Task instructions =
Repeat exactly the line that includes "pub struct CompletionRequest" and all lines after it, ending with the last line of the listing below.

Exercise materials =

//! crates/vocab_reader_core/src/ports.rs
//!
//! Defines the service contracts (traits) for the application's core logic.
//! These traits form the boundary of the hexagonal architecture, allowing the core
//! to be independent of the article store, the word store, the dictionary dataset
//! and the generative-text backend.

use async_trait::async_trait;
use uuid::Uuid;

use crate::domain::{Article, DictionaryEntry, NewUnfamiliarWord, UnfamiliarWord};

//=========================================================================================
// Generic Port Error and Result Types
//=========================================================================================

/// A generic error type for all port operations.
///
/// Every failure of an asynchronous boundary call is converted into one of these
/// kinds. None of them is fatal to a reading session.
#[derive(Debug, Clone, PartialEq, Eq, thiserror::Error)]
pub enum PortError {
    /// A required backend credential is absent. Detected before any network call.
    #[error("Configuration error: {0}")]
    Configuration(String),
    /// The backend answered with a non-success status, or the call itself failed.
    #[error("Upstream error (status {status:?}): {message}")]
    Upstream { status: Option<u16>, message: String },
    /// The payload parsed at the transport level but broke the expected contract.
    #[error("Malformed response: {0}")]
    MalformedResponse(String),
    #[error("Item not found: {0}")]
    NotFound(String),
    /// The owning session was abandoned while the call was in flight.
    #[error("Cancelled")]
    Cancelled,
    #[error("An unexpected error occurred: {0}")]
    Unexpected(String),
}

impl PortError {
    pub fn upstream(status: Option<u16>, message: impl Into<String>) -> Self {
        Self::Upstream {
            status,
            message: message.into(),
        }
    }

    /// The short message shown to the reader. Diagnostic detail stays in the logs.
    pub fn user_message(&self) -> &'static str {
        match self {
            Self::Configuration(_) => "The text service is not configured yet.",
            Self::Upstream { .. } => "The text service is unavailable right now. Please try again.",
            Self::MalformedResponse(_) => "The text service returned an unexpected answer.",
            Self::NotFound(_) => "Nothing was found.",
            Self::Cancelled => "The request was cancelled.",
            Self::Unexpected(_) => "Something went wrong.",
        }
    }
}

/// A convenience type alias for `Result<T, PortError>`.
pub type PortResult<T> = Result<T, PortError>;

//=========================================================================================
// Service Ports (Traits)
//=========================================================================================

#[async_trait]
pub trait ArticleStore: Send + Sync {
    async fn get_article_by_id(&self, article_id: Uuid) -> PortResult<Article>;

    /// All articles, newest first.
    async fn list_articles(&self) -> PortResult<Vec<Article>>;

    /// Articles whose title contains `title_substring` (case-insensitive), newest first.
    async fn search_articles(&self, title_substring: &str) -> PortResult<Vec<Article>>;

    /// Persists a rewritten text as a new article.
    async fn save_rewritten_article(&self, title: &str, content: &str) -> PortResult<Article>;
}

#[async_trait]
pub trait UnfamiliarWordStore: Send + Sync {
    /// Adds a word to the reader's collection. Adding a word that is already
    /// present succeeds without creating a new record.
    async fn add_unfamiliar_word(&self, word: NewUnfamiliarWord) -> PortResult<bool>;

    /// The reader's collection, newest first.
    async fn list_unfamiliar_words(&self) -> PortResult<Vec<UnfamiliarWord>>;

    async fn remove_unfamiliar_word(&self, word_id: Uuid) -> PortResult<bool>;
}

/// Resolves a raw token into a dictionary entry.
#[async_trait]
pub trait Lexicon: Send + Sync {
    /// Returns `Ok(None)` when the word is simply absent.
    async fn lookup(&self, word: &str) -> PortResult<Option<DictionaryEntry>>;
}

/// Provides the raw text of the bulk dictionary dataset.
#[async_trait]
pub trait DictionarySource: Send + Sync {
    async fn load_dataset(&self) -> PortResult<String>;
}

/// A single-instruction request to a generative-text backend.
#[derive(Debug, Clone, PartialEq)]
pub struct CompletionRequest {
    pub model: String,
    pub prompt: String,
    pub max_tokens: u32,
    pub temperature: f32,
}

#[async_trait]
pub trait TextGenerationService: Send + Sync {
    /// The model identifiers this service was configured with.
    fn lookup_model(&self) -> &str;
    fn rewrite_model(&self) -> &str;

    /// Whether the backend credential is present.
    fn is_configured(&self) -> bool;

    /// Sends the request and returns the first completion's message content.
    async fn complete(&self, request: CompletionRequest) -> PortResult<String>;
}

Answer for the task =
pub struct CompletionRequest {
    pub model: String,
    pub prompt: String,
    pub max_tokens: u32,
    pub temperature: f32,
}

#[async_trait]
pub trait TextGenerationService: Send + Sync {
    /// The model identifiers this service was configured with.
    fn lookup_model(&self) -> &str;
    fn rewrite_model(&self) -> &str;

    /// Whether the backend credential is present.
    fn is_configured(&self) -> bool;

    /// Sends the request and returns the first completion's message content.
    async fn complete(&self, request: CompletionRequest) -> PortResult<String>;
}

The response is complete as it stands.